Globe in hand, Grace slowly approached the big orchid, white and fragile and absolutely gorgeous. She very carefully slid the globe over it, and as she was doing so, she put her face into the center of the open flower, smiling as the breathtaking fragrance washed over her—luscious and nectared, candied apricots, airy notes of strange spice. Nothing she had smelled even in the lab back in Paris, nothing in the tens of thousands of little vials, synthetic or natural, was quite like this novel scent. It was thrilling, this discovery. She felt as though she were the first to set foot on a new planet, see a new land. Dangling in the air, looking out above the jungle canopy, the sun setting behind the high mountains off in the distance, she thought about Hillary, the first person to glimpse the world from the top of Mount Everest.

She slipped the globe the rest of the way over the orchid, and she could feel and hear the computer in her backpack buzzing and vibrating as the equipment absorbed, digitized, and recorded the exact chemical makeup of the scent, providing data that could later be used to re-create the fragrance precisely in the lab, all without ever harming the precious orchid.

After a moment, the computer gave one final shake and click as the hard drive finished recording the data, and a moment later, the sunlight waning, the orchid began to close itself up for the night.

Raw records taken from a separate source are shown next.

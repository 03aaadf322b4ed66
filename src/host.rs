//! Host-side cooperative scheduling.
//!
//! The host owns a single thread and runs registered timers on it. A timer
//! callback returns the delay until it wants to run again, or `None` to be
//! unregistered. `MainLoop` is a minimal implementation of that contract for
//! running the bridge as a standalone process and in tests.

use std::sync::atomic::{AtomicBool, Ordering};
use std::time::{Duration, Instant};
use tracing::{debug, trace};

/// Longest the loop sleeps before re-checking its stop flag.
const MAX_IDLE_SLEEP: Duration = Duration::from_millis(50);

/// A callback the host invokes periodically on its own thread.
pub trait RecurringTask {
    /// Name used in logs.
    fn name(&self) -> &str;

    /// Do one bounded unit of work. Returns the delay until the next
    /// invocation, or `None` to stop being scheduled.
    fn run(&mut self) -> Option<Duration>;
}

/// Registration side of a host scheduler.
pub trait HostScheduler {
    /// Register a task. Its first run happens on the next turn.
    fn register(&mut self, task: Box<dyn RecurringTask>);
}

struct Timer {
    due: Instant,
    task: Box<dyn RecurringTask>,
}

/// Single-threaded timer loop.
///
/// Tasks are not required to be `Send`: everything registered here stays on
/// the thread that drives the loop.
#[derive(Default)]
pub struct MainLoop {
    timers: Vec<Timer>,
}

impl HostScheduler for MainLoop {
    fn register(&mut self, task: Box<dyn RecurringTask>) {
        debug!(task = task.name(), "Registering timer");
        self.timers.push(Timer {
            due: Instant::now(),
            task,
        });
    }
}

impl MainLoop {
    pub fn new() -> Self {
        Self::default()
    }

    /// Number of registered tasks.
    pub fn len(&self) -> usize {
        self.timers.len()
    }

    pub fn is_empty(&self) -> bool {
        self.timers.is_empty()
    }

    /// Run every task that is due at `now`, once each.
    ///
    /// Returns the earliest time any remaining task is due.
    pub fn turn(&mut self, now: Instant) -> Option<Instant> {
        self.timers.retain_mut(|timer| {
            if timer.due > now {
                return true;
            }
            match timer.task.run() {
                Some(delay) => {
                    timer.due = now + delay;
                    true
                }
                None => {
                    debug!(task = timer.task.name(), "Timer unregistered");
                    false
                }
            }
        });
        self.timers.iter().map(|t| t.due).min()
    }

    /// Drive timers until `stop` is set or no tasks remain.
    pub fn run_until(&mut self, stop: &AtomicBool) {
        while !stop.load(Ordering::Acquire) {
            let now = Instant::now();
            let Some(next_due) = self.turn(now) else {
                debug!("No timers left, main loop exiting");
                return;
            };
            let sleep = next_due
                .saturating_duration_since(Instant::now())
                .min(MAX_IDLE_SLEEP);
            if !sleep.is_zero() {
                trace!(?sleep, "Main loop idle");
                std::thread::sleep(sleep);
            }
        }
    }
}

#[cfg(test)]
mod tests {
    use super::*;
    use std::cell::Cell;
    use std::rc::Rc;

    struct Counter {
        runs: Rc<Cell<usize>>,
        limit: usize,
        delay: Duration,
    }

    impl RecurringTask for Counter {
        fn name(&self) -> &str {
            "counter"
        }

        fn run(&mut self) -> Option<Duration> {
            self.runs.set(self.runs.get() + 1);
            (self.runs.get() < self.limit).then_some(self.delay)
        }
    }

    fn counter(limit: usize, delay: Duration) -> (Box<Counter>, Rc<Cell<usize>>) {
        let runs = Rc::new(Cell::new(0));
        let task = Box::new(Counter {
            runs: Rc::clone(&runs),
            limit,
            delay,
        });
        (task, runs)
    }

    #[test]
    fn test_first_run_is_immediate() {
        let mut main_loop = MainLoop::new();
        let (task, runs) = counter(10, Duration::from_secs(1));
        main_loop.register(task);

        let now = Instant::now();
        let next = main_loop.turn(now);
        assert_eq!(runs.get(), 1);
        assert_eq!(next, Some(now + Duration::from_secs(1)));
    }

    #[test]
    fn test_task_waits_for_its_delay() {
        let mut main_loop = MainLoop::new();
        let (task, runs) = counter(10, Duration::from_millis(100));
        main_loop.register(task);

        let start = Instant::now();
        main_loop.turn(start);
        main_loop.turn(start + Duration::from_millis(50));
        assert_eq!(runs.get(), 1);

        main_loop.turn(start + Duration::from_millis(100));
        assert_eq!(runs.get(), 2);
    }

    #[test]
    fn test_none_unregisters() {
        let mut main_loop = MainLoop::new();
        let (task, runs) = counter(2, Duration::ZERO);
        main_loop.register(task);

        let now = Instant::now();
        main_loop.turn(now);
        assert_eq!(main_loop.len(), 1);
        assert_eq!(main_loop.turn(now), None);
        assert!(main_loop.is_empty());
        assert_eq!(runs.get(), 2);
    }

    #[test]
    fn test_run_until_returns_when_tasks_finish() {
        let mut main_loop = MainLoop::new();
        let (task, runs) = counter(3, Duration::from_millis(1));
        main_loop.register(task);

        main_loop.run_until(&AtomicBool::new(false));
        assert_eq!(runs.get(), 3);
    }

    #[test]
    fn test_run_until_honours_stop_flag() {
        let mut main_loop = MainLoop::new();
        let (task, runs) = counter(usize::MAX, Duration::from_millis(1));
        main_loop.register(task);

        main_loop.run_until(&AtomicBool::new(true));
        assert_eq!(runs.get(), 0);
        assert_eq!(main_loop.len(), 1);
    }
}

As Grace watched the flower rolling itself up, its sepals and petals folding inward and enclosing its delicate inner parts, she put her face close and inhaled one more scent of it. Looking out once again at the clouds above the jungle treetops, feeling strangely connected to them, as though thin cables were now running from her to the clouds above and beyond, she committed the fragrance to memory.

“Grace! What does it smell like?” yelled one of the men at the top of his lungs from below.

What does it smell like? she thought to herself, struggling as those in her field so often did with the imperfect task of using language to characterize scent.

Her body swaying in the breeze, she smiled and yelled down, “It smells like heaven!”

Paris, eighteen months later

There is nothing on earth more elegant, thought Grace as she sipped vintage Veuve Clicquot and surveyed the ballroom, than a launch party for a new perfume. Looking stunning in her treasured backless Dior evening gown, Grace stood before a huge poster for her client’s new fragrance: Heavenly.

The ad, which featured an up-and-coming Czech supermodel smelling a stylized white orchid, would soon be in magazines and newspapers, and on billboards and bus stop benches, all across the world, but mostly in Latin America, where the vast majority of women regularly wore fine fragrances and much of the focus group testing for Heavenly was conducted.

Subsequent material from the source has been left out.